Postmodern politics recognizes that there never can be one solution which will benefit all people in all places for all time. Such an ideal can only lead to disappointment. Rather, postmodern politics allows for – both marginal and mainstream – recognizing that victories are only ever partial, temporary and contested. At the very least, what postmodern theory has done is to open up a plethora of ways of thinking and acting politically. The challenges brought about by localization forces accompanying globalization could be contained by the local governments of Mindanao cities as substantiated by the overall success in the implementation of the Philippine Local Government Code.

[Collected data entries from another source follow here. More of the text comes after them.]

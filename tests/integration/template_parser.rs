#![allow(clippy::all)]

use bindrow::error::BindrowError;
use bindrow::parse_template;
use proptest::prelude::*;

#[test]
fn variable_spans_index_the_original_text() {
    let text = "SELECT * FROM table WHERE id = :id AND name = :name;";
    let template = parse_template(text).expect("parse");
    let vars = template.variables();

    assert_eq!(vars.len(), 2);
    assert_eq!((vars[0].name.as_str(), vars[0].start, vars[0].end), ("id", 31, 33));
    assert_eq!((vars[1].name.as_str(), vars[1].start, vars[1].end), ("name", 46, 50));
    assert_eq!(&text[vars[0].start..=vars[0].end], ":id");
    assert_eq!(&text[vars[1].start..=vars[1].end], ":name");
}

#[test]
fn quoted_lookalike_is_excluded_end_to_end() {
    let text = "SELECT '* FROM table WHERE id = :id' AND name = :name;";
    let template = parse_template(text).expect("parse");
    let vars = template.variables();

    assert_eq!(vars.len(), 1);
    assert_eq!((vars[0].name.as_str(), vars[0].start, vars[0].end), ("name", 48, 52));
    assert_eq!(
        template.prepared_text(),
        "SELECT '* FROM table WHERE id = :id' AND name = ?;"
    );
}

#[test]
fn dollar_quoted_regions_with_identical_tag_pairs_are_excluded() {
    let text = "SELECT * FROM table WHERE id = :id AND $:name_d$ $:name_d$ = :name;";
    let template = parse_template(text).expect("parse");
    let vars = template.variables();

    assert_eq!(vars.len(), 2);
    assert_eq!((vars[0].name.as_str(), vars[0].start, vars[0].end), ("id", 31, 33));
    assert_eq!((vars[1].name.as_str(), vars[1].start, vars[1].end), ("name", 61, 65));
    assert_eq!(
        template.prepared_text(),
        "SELECT * FROM table WHERE id = ? AND $:name_d$ $:name_d$ = ?;"
    );
}

#[test]
fn repeated_parameter_binds_once_per_occurrence() {
    let template = parse_template("SELECT :a WHERE x = :a OR y = :a;").expect("parse");
    assert_eq!(template.variables().len(), 3);
    assert_eq!(template.prepared_text(), "SELECT ? WHERE x = ? OR y = ?;");
}

#[test]
fn parse_errors_carry_positions() {
    match parse_template("WHERE a = : ;").unwrap_err() {
        BindrowError::Parse { position, .. } => assert_eq!(position, 11),
        other => panic!("unexpected error: {other:?}"),
    }
    assert!(parse_template("WHERE a = 'unterminated").is_err());
    assert!(parse_template("WHERE a = $tag$ unterminated").is_err());
}

#[derive(Debug, Clone)]
enum Fragment {
    Plain(String),
    Quoted(String),
    Dollar(String, String),
    Var(String),
}

fn fragment() -> impl Strategy<Value = Fragment> {
    prop_oneof![
        "[a-zA-Z0-9_,;=() ]{0,12}".prop_map(Fragment::Plain),
        "[a-zA-Z0-9_:. ]{0,12}".prop_map(Fragment::Quoted),
        ("[a-z]{0,6}", "[a-zA-Z0-9_:'. ]{0,12}")
            .prop_map(|(tag, inner)| Fragment::Dollar(tag, inner)),
        "[a-z][a-z0-9_]{0,7}".prop_map(Fragment::Var),
    ]
}

// Renders fragments into a template, predicting the variables and the
// substituted text. Fragments are space-separated so identifiers terminate.
fn render(fragments: &[Fragment]) -> (String, Vec<(String, usize, usize)>, String) {
    let mut text = String::from("SELECT");
    let mut prepared = String::from("SELECT");
    let mut vars = Vec::new();
    for fragment in fragments {
        text.push(' ');
        prepared.push(' ');
        match fragment {
            Fragment::Plain(s) => {
                text.push_str(s);
                prepared.push_str(s);
            }
            Fragment::Quoted(s) => {
                let quoted = format!("'{s}'");
                text.push_str(&quoted);
                prepared.push_str(&quoted);
            }
            Fragment::Dollar(tag, inner) => {
                let region = format!("${tag}${inner}${tag}$");
                text.push_str(&region);
                prepared.push_str(&region);
            }
            Fragment::Var(name) => {
                let start = text.len();
                text.push(':');
                text.push_str(name);
                vars.push((name.clone(), start, text.len() - 1));
                prepared.push('?');
            }
        }
    }
    text.push(';');
    prepared.push(';');
    (text, vars, prepared)
}

proptest! {
    #[test]
    fn literal_regions_never_contribute_variables(
        fragments in proptest::collection::vec(fragment(), 0..12)
    ) {
        let (text, expected, expected_prepared) = render(&fragments);
        let template = parse_template(&text).expect("generated template parses");

        let vars = template.variables();
        prop_assert_eq!(vars.len(), expected.len());
        for (var, (name, start, end)) in vars.iter().zip(expected.iter()) {
            prop_assert_eq!(&var.name, name);
            prop_assert_eq!(var.start, *start);
            prop_assert_eq!(var.end, *end);
            prop_assert_eq!(&text[var.start..=var.end], format!(":{name}"));
        }

        // spans are non-decreasing and inside the text
        for pair in vars.windows(2) {
            prop_assert!(pair[0].end < pair[1].start);
        }
        for var in vars {
            prop_assert!(var.end < text.len());
        }

        prop_assert_eq!(template.prepared_text(), expected_prepared);
    }
}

Again, following postmodern theory, this “success story” narrative may be contested. Therefore, the complexity of globalization and localization forces should continue to position the national government – but more strongly the regional and local government units in Mindanao regions of the Philippines to sustain exploration of progressive and rational spatial development strategies and policies that combine the concerns for the economic, social, political, environmental, and cultural dimensions of urbanization. Finally, the role of improved education (both formal and non-formal systems) should remain as a continuous policy variable in order to sustain the viability of sub-national economies (rural and urban regions) in optimizing the benefits of, and positioning the Philippines against the perils of globalization.